Di Asia Tenggara seni pertunjukan gitar klasik sudah lama berkembang. Walaupun dapat dikatakan bahwa di antara negara-negara tetangganya keberadaan gitar klasik di Indonesia masih sangat muda, namun dalam tempo yang relatif singkat gitaris-gitaris muda Indonesia telah mampu menunjukkan kebolehan kualitasnya di kawasan ini. Perkembangan gitar di Indonesia dan gebrakan aksi gitaris-gitaris muda kita dalam forum internasional seperti kompetisi gitar se-Asia Tenggara pada tahun 1977-79 telah memacu perkembangan gitar di kawasan ini.

Guna meningkatkan kehidupan pergitaran di kawasan Asia Tenggara, beberapa sekolah musik di Indonesia dan beberapa negara tetangganya yang tergabung dalam suatu sistem pendidikan musik Yamaha, sepakat untuk menyelenggarakan suatu forum pertemuan antar gitaris se-Asia Tenggara. Sebagai tindak lanjutnya maka atas sponsor dari Yamaha Music Foundation, Tokyo, pada tahun 1977 telah diselenggarakan The 1st South East Asian Guitar Festival (SEAGF 1977) yang merupakan kompetisi gitar pertama di kawasan Asia Tenggara. Kompetisi tersebut mengambil tempat di Hotel Hilton, Jakarta. Pesertanya terdiri dari masing-masing dua gitaris untuk wakil setiap negara yang terdiri dari Indonesia, Singapura, Malaysia, Thailand, Taiwan, Philipine, dan Hongkong. Kompetisi tersebut dibagi ke dalam dua kategori yaitu bagian klasik dan non-klasik. Untuk bagian non-klasik peserta membawakan karya-karya non klasik baik dengan media gitar klasik maupun jenis-jenis gitar akustik non-elektrik lainnya.

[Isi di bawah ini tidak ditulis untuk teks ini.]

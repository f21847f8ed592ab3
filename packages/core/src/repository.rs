//! Database repository for benchmark records.
//!
//! All SQLite read/write logic lives here. Ingestion calls
//! [`BenchmarkRepository::insert_records`]; the HTTP layer reaches the table
//! through the [`BenchmarkSource`] implementation, which turns a
//! [`BenchmarkFilter`] into a parameterised `WHERE` clause.
//!
//! Each query acquires a pooled connection for its own duration and hands it
//! back when done; nothing holds a connection between requests.

use async_trait::async_trait;
use sqlx::{sqlite::SqliteRow, Row, SqlitePool};

use crate::benchmark::{
    source::BenchmarkSource, BenchmarkFilter, BenchmarkRecord, Dimension, Dimensions,
    FilterOptions, Period, SourceError,
};

const SELECT_RECORDS: &str = "SELECT ack_id, sponsor_name, plan_name, carrier_name, state, city,
        business_code, active_participants, plan_year, plan_quarter, fee_amount
     FROM benchmark_records";

/// Repository for reading and writing benchmark records to SQLite.
pub struct BenchmarkRepository {
    pool: SqlitePool,
}

impl BenchmarkRepository {
    pub fn new(pool: SqlitePool) -> Self {
        Self { pool }
    }

    /// Upsert records by filing id in a single transaction.
    /// Returns the number of rows written.
    pub async fn insert_records(&self, records: &[BenchmarkRecord]) -> Result<u64, sqlx::Error> {
        if records.is_empty() {
            return Ok(0);
        }

        let mut tx = self.pool.begin().await?;
        let mut written = 0;

        for record in records {
            let dims = &record.dimensions;
            let result = sqlx::query(
                "INSERT INTO benchmark_records
                 (ack_id, sponsor_name, plan_name, carrier_name, state, city,
                  business_code, active_participants, plan_year, plan_quarter, fee_amount)
                 VALUES (?, ?, ?, ?, ?, ?, ?, ?, ?, ?, ?)
                 ON CONFLICT(ack_id) DO UPDATE SET
                    sponsor_name = excluded.sponsor_name,
                    plan_name = excluded.plan_name,
                    carrier_name = excluded.carrier_name,
                    state = excluded.state,
                    city = excluded.city,
                    business_code = excluded.business_code,
                    active_participants = excluded.active_participants,
                    plan_year = excluded.plan_year,
                    plan_quarter = excluded.plan_quarter,
                    fee_amount = excluded.fee_amount",
            )
            .bind(&record.ack_id)
            .bind(&record.sponsor_name)
            .bind(&record.plan_name)
            .bind(&record.carrier_name)
            .bind(&dims.state)
            .bind(&dims.city)
            .bind(integer_column(dims.business_type.as_deref()))
            .bind(integer_column(dims.company_size.as_deref()))
            .bind(record.period.year)
            .bind(record.period.quarter.map(i64::from))
            .bind(record.fee_amount)
            .execute(&mut *tx)
            .await?;

            written += result.rows_affected();
        }

        tx.commit().await?;
        Ok(written)
    }

    /// Fetch records matching `filter`, ordered by filing id.
    pub async fn fetch_matching(
        &self,
        filter: &BenchmarkFilter,
    ) -> Result<Vec<BenchmarkRecord>, SourceError> {
        // WHERE 1=1 lets every constraint append as "AND col = ?".
        let mut sql = format!("{} WHERE 1=1", SELECT_RECORDS);
        for (axis, _) in filter.constraints() {
            sql.push_str(" AND ");
            sql.push_str(column_for(axis));
            sql.push_str(" = ?");
        }
        sql.push_str(" ORDER BY ack_id ASC");

        let mut query = sqlx::query(&sql);
        for (axis, value) in filter.constraints() {
            query = if axis.is_numeric() {
                // INTEGER columns cannot hold the value, so nothing matches.
                let Ok(number) = value.parse::<i64>() else {
                    tracing::debug!("{} value '{}' is outside the stored range", axis, value);
                    return Ok(Vec::new());
                };
                query.bind(number)
            } else {
                query.bind(value.to_string())
            };
        }

        let mut conn = self.pool.acquire().await?;
        let rows = query.fetch_all(&mut *conn).await?;

        Ok(rows
            .iter()
            .filter_map(|row| {
                let record = record_from_row(row);
                if record.is_none() {
                    let ack_id: String = row.try_get("ack_id").unwrap_or_default();
                    tracing::warn!("Skipping benchmark record '{}': row could not be decoded", ack_id);
                }
                record
            })
            .collect())
    }

    /// Distinct non-null values of every filter axis.
    pub async fn distinct_options(&self, state: Option<&str>) -> Result<FilterOptions, sqlx::Error> {
        let mut conn = self.pool.acquire().await?;

        let states = sqlx::query_scalar::<_, String>(
            "SELECT DISTINCT state FROM benchmark_records WHERE state IS NOT NULL ORDER BY state",
        )
        .fetch_all(&mut *conn)
        .await?;

        let cities = match state.map(str::trim).filter(|s| !s.is_empty()) {
            Some(state) => {
                sqlx::query_scalar::<_, String>(
                    "SELECT DISTINCT city FROM benchmark_records
                     WHERE state = ? AND city IS NOT NULL ORDER BY city",
                )
                .bind(state)
                .fetch_all(&mut *conn)
                .await?
            }
            None => {
                sqlx::query_scalar::<_, String>(
                    "SELECT DISTINCT city FROM benchmark_records WHERE city IS NOT NULL ORDER BY city",
                )
                .fetch_all(&mut *conn)
                .await?
            }
        };

        let business_types = sqlx::query_scalar::<_, i64>(
            "SELECT DISTINCT business_code FROM benchmark_records
             WHERE business_code IS NOT NULL ORDER BY business_code",
        )
        .fetch_all(&mut *conn)
        .await?;

        let company_sizes = sqlx::query_scalar::<_, i64>(
            "SELECT DISTINCT active_participants FROM benchmark_records
             WHERE active_participants IS NOT NULL ORDER BY active_participants",
        )
        .fetch_all(&mut *conn)
        .await?;

        Ok(FilterOptions {
            states,
            cities,
            business_types: business_types.iter().map(i64::to_string).collect(),
            company_sizes: company_sizes.iter().map(i64::to_string).collect(),
        })
    }

    /// Total number of stored records.
    pub async fn count_records(&self) -> Result<i64, sqlx::Error> {
        let row = sqlx::query("SELECT COUNT(*) as cnt FROM benchmark_records")
            .fetch_one(&self.pool)
            .await?;
        Ok(row.try_get("cnt").unwrap_or(0))
    }
}

#[async_trait]
impl BenchmarkSource for BenchmarkRepository {
    async fn fetch_matching(
        &self,
        filter: &BenchmarkFilter,
    ) -> Result<Vec<BenchmarkRecord>, SourceError> {
        BenchmarkRepository::fetch_matching(self, filter).await
    }

    async fn filter_options(&self, state: Option<&str>) -> Result<FilterOptions, SourceError> {
        Ok(self.distinct_options(state).await?)
    }

    fn source_name(&self) -> &str {
        "sqlite"
    }

    async fn health_check(&self) -> Result<(), SourceError> {
        sqlx::query("SELECT 1").execute(&self.pool).await?;
        Ok(())
    }
}

fn column_for(axis: Dimension) -> &'static str {
    match axis {
        Dimension::State => "state",
        Dimension::City => "city",
        Dimension::BusinessType => "business_code",
        Dimension::CompanySize => "active_participants",
    }
}

fn integer_column(value: Option<&str>) -> Option<i64> {
    let value = value?;
    match value.trim().parse::<i64>() {
        Ok(number) => Some(number),
        Err(_) => {
            tracing::warn!("Dropping non-numeric dimension value '{}'", value);
            None
        }
    }
}

fn record_from_row(row: &SqliteRow) -> Option<BenchmarkRecord> {
    let ack_id: String = row.try_get("ack_id").ok()?;
    let sponsor_name: Option<String> = row.try_get("sponsor_name").ok()?;
    let plan_name: Option<String> = row.try_get("plan_name").ok()?;
    let carrier_name: Option<String> = row.try_get("carrier_name").ok()?;
    let state: Option<String> = row.try_get("state").ok()?;
    let city: Option<String> = row.try_get("city").ok()?;
    let business_code: Option<i64> = row.try_get("business_code").ok()?;
    let participants: Option<i64> = row.try_get("active_participants").ok()?;
    let plan_year: i64 = row.try_get("plan_year").ok()?;
    let plan_quarter: Option<i64> = row.try_get("plan_quarter").ok()?;
    let fee_amount: f64 = row.try_get("fee_amount").ok()?;

    let year = i32::try_from(plan_year).ok()?;
    let period = match plan_quarter {
        Some(quarter) => Period::quarter(year, u8::try_from(quarter).ok()?)?,
        None => Period::year(year),
    };

    Some(BenchmarkRecord {
        ack_id,
        sponsor_name,
        plan_name,
        carrier_name,
        dimensions: Dimensions {
            state,
            city,
            business_type: business_code.map(|code| code.to_string()),
            company_size: participants.map(|count| count.to_string()),
        },
        period,
        fee_amount,
    })
}

#[cfg(test)]
mod tests {
    use super::*;

    use crate::db::create_pool;

    async fn make_repo() -> BenchmarkRepository {
        let pool = create_pool("sqlite::memory:").await.unwrap();
        BenchmarkRepository::new(pool)
    }

    fn make_record(
        ack_id: &str,
        state: &str,
        city: &str,
        business_code: u64,
        participants: u64,
        period: Period,
        fee_amount: f64,
    ) -> BenchmarkRecord {
        BenchmarkRecord {
            ack_id: ack_id.to_string(),
            sponsor_name: Some(format!("Sponsor {}", ack_id)),
            plan_name: None,
            carrier_name: Some("Acme Life".to_string()),
            dimensions: Dimensions {
                state: Some(state.to_string()),
                city: Some(city.to_string()),
                business_type: Some(business_code.to_string()),
                company_size: Some(participants.to_string()),
            },
            period,
            fee_amount,
        }
    }

    async fn seeded_repo() -> BenchmarkRepository {
        let repo = make_repo().await;
        let records = vec![
            make_record("A3", "TX", "Dallas", 611000, 150, Period::year(2023), 1200.0),
            make_record("A1", "TX", "Dallas", 611000, 150, Period::year(2024), 1500.0),
            make_record("A2", "TX", "Houston", 621111, 200, Period::year(2024), 2500.0),
            make_record("B1", "CA", "Fresno", 611000, 150, Period::quarter(2024, 2).unwrap(), 900.0),
        ];
        repo.insert_records(&records).await.unwrap();
        repo
    }

    #[tokio::test]
    async fn insert_and_fetch_roundtrip() {
        let repo = seeded_repo().await;
        let fetched = repo.fetch_matching(&BenchmarkFilter::new()).await.unwrap();

        assert_eq!(fetched.len(), 4);
        // ordered by ack_id
        assert_eq!(fetched[0].ack_id, "A1");
        assert_eq!(fetched[3].ack_id, "B1");
        assert_eq!(fetched[3].period, Period::quarter(2024, 2).unwrap());
        assert_eq!(fetched[0].dimensions.business_type.as_deref(), Some("611000"));
        assert_eq!(fetched[0].carrier_name.as_deref(), Some("Acme Life"));
    }

    #[tokio::test]
    async fn insert_empty_slice_is_ok() {
        let repo = make_repo().await;
        assert_eq!(repo.insert_records(&[]).await.unwrap(), 0);
    }

    #[tokio::test]
    async fn insert_upserts_on_ack_id() {
        let repo = seeded_repo().await;
        let updated = make_record("A1", "TX", "Dallas", 611000, 150, Period::year(2024), 1750.0);
        repo.insert_records(&[updated]).await.unwrap();

        assert_eq!(repo.count_records().await.unwrap(), 4);
        let fetched = repo
            .fetch_matching(&BenchmarkFilter::new().with_city("Dallas"))
            .await
            .unwrap();
        let a1 = fetched.iter().find(|r| r.ack_id == "A1").unwrap();
        assert_eq!(a1.fee_amount, 1750.0);
    }

    #[tokio::test]
    async fn fetch_matching_combines_constraints_with_and() {
        let repo = seeded_repo().await;
        let filter = BenchmarkFilter::new()
            .with_state("TX")
            .with_business_type(611000)
            .with_company_size(150);

        let fetched = repo.fetch_matching(&filter).await.unwrap();
        let ids: Vec<&str> = fetched.iter().map(|r| r.ack_id.as_str()).collect();
        assert_eq!(ids, vec!["A1", "A3"]);
    }

    #[tokio::test]
    async fn fetch_matching_is_exact_match() {
        let repo = seeded_repo().await;
        let fetched = repo
            .fetch_matching(&BenchmarkFilter::new().with_state("tx"))
            .await
            .unwrap();
        assert!(fetched.is_empty());
    }

    #[tokio::test]
    async fn fetch_matching_returns_empty_when_no_data() {
        let repo = make_repo().await;
        let fetched = repo.fetch_matching(&BenchmarkFilter::new()).await.unwrap();
        assert!(fetched.is_empty());
    }

    #[tokio::test]
    async fn distinct_options_limits_cities_by_state() {
        let repo = seeded_repo().await;

        let all = repo.distinct_options(None).await.unwrap();
        assert_eq!(all.states, vec!["CA", "TX"]);
        assert_eq!(all.cities, vec!["Dallas", "Fresno", "Houston"]);
        assert_eq!(all.business_types, vec!["611000", "621111"]);
        assert_eq!(all.company_sizes, vec!["150", "200"]);

        let texas = repo.distinct_options(Some("TX")).await.unwrap();
        assert_eq!(texas.cities, vec!["Dallas", "Houston"]);
    }

    #[tokio::test]
    async fn fetch_matching_out_of_range_numeric_value_matches_nothing() {
        let repo = seeded_repo().await;
        let filter = BenchmarkFilter::new().with_company_size(u64::MAX);

        let fetched = repo.fetch_matching(&filter).await.unwrap();
        assert!(fetched.is_empty());
    }

    #[tokio::test]
    async fn fetch_matching_skips_undecodable_rows() {
        let repo = seeded_repo().await;
        // plan_year does not fit the i32 year of a Period
        sqlx::query(
            "INSERT INTO benchmark_records (ack_id, state, plan_year, fee_amount)
             VALUES ('Z9', 'TX', 10000000000, 10.0)",
        )
        .execute(&repo.pool)
        .await
        .unwrap();

        let fetched = repo
            .fetch_matching(&BenchmarkFilter::new().with_state("TX"))
            .await
            .unwrap();
        assert_eq!(repo.count_records().await.unwrap(), 5);
        assert_eq!(fetched.len(), 3);
        assert!(fetched.iter().all(|r| r.ack_id != "Z9"));
    }

    #[tokio::test]
    async fn health_check_succeeds_on_open_pool() {
        let repo = make_repo().await;
        assert!(BenchmarkSource::health_check(&repo).await.is_ok());
    }
}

Dari pengalaman penulis yang ketika itu juga berpartisipasi sebagai peserta babak final pada kompetisi tersebut, dapat diperoleh suatu gambaran nyata bahwa gitaris-gitaris Indonesia umumnya memiliki tingkat ketrampilan dan musikalitas yang relatif lebih tinggi dibanding gitaris-gitaris unggulan negara-negara lain. Demikian pula dengan repertoar pilihan yang kami bawakan, jauh berada diatas para lain. Oleh karena itu tidak heran jika Juara pertama, baik pada saat itu maupun pada penyelenggaraan tahun-tahun berikutnya, umumnya jatuh pada peserta Indonesia. Juara untuk kategori klasik pada saat itu ialah Linda Sukamta, gitaris putri dari Bandung, sedangkan untuk non-klasik dimenangkan oleh Michael Gan dari Jakarta.

Pada penyelenggaraan kedua SEAGF 1978, kembali penulis berhasil masuk ke babak final yang waktu itu diselenggarakan di Bangkok, Thailand. Kali ini penulis berhasil mengharumkan nama Indonesia dengan memenangkan juara pertama untuk kategori klasik dalam kompetisi tersebut. Hal ini menunjukkan bahwa dalam dua kompetisi terakhir SEAGF Indonesia unggul dalam kategori klasik. Bahkan tidak cukup hanya sampai di situ, pada putaran SEAGF dua tahun berikutnya di Singapura, nama Indonesia kembali harum di kawasan Asia Tenggara dengan berhasilnya gitaris muda kita, Royke B. Koapaha dari Bandung, sebagai juara pertama.

Pelajaran penting yang dapat kita petik dari kompetisi SEAGF

Dalam rangkaian acara SEAGF 1978 penulis sempat memancing informasi tentang perkembangan pendidikan gitar di negara-negara lain melalui para peserta dan anggota delegasi yang mendampingi mereka. Umumnya metode pengajaran yang diterapkan tidak jauh berbeda dengan kita. Kelebihan mereka umumnya terletak pada fasilitas pendidikan yang lebih lengkap dan didukung komunikasi yang terbuka dengan dunia pergitaran internasional. Fasilitas peserta negara lain yang sangat mendukung penampilan mereka ialah digunakannya gitar-gitar impor bermerek yang berkualitas hand made dari Eropa dan Jepang. Pada saat itu penulis sendiri menggunakan gitar buatan Inggris namun kualitasnya masih berada di bawah gitar-gitar mereka.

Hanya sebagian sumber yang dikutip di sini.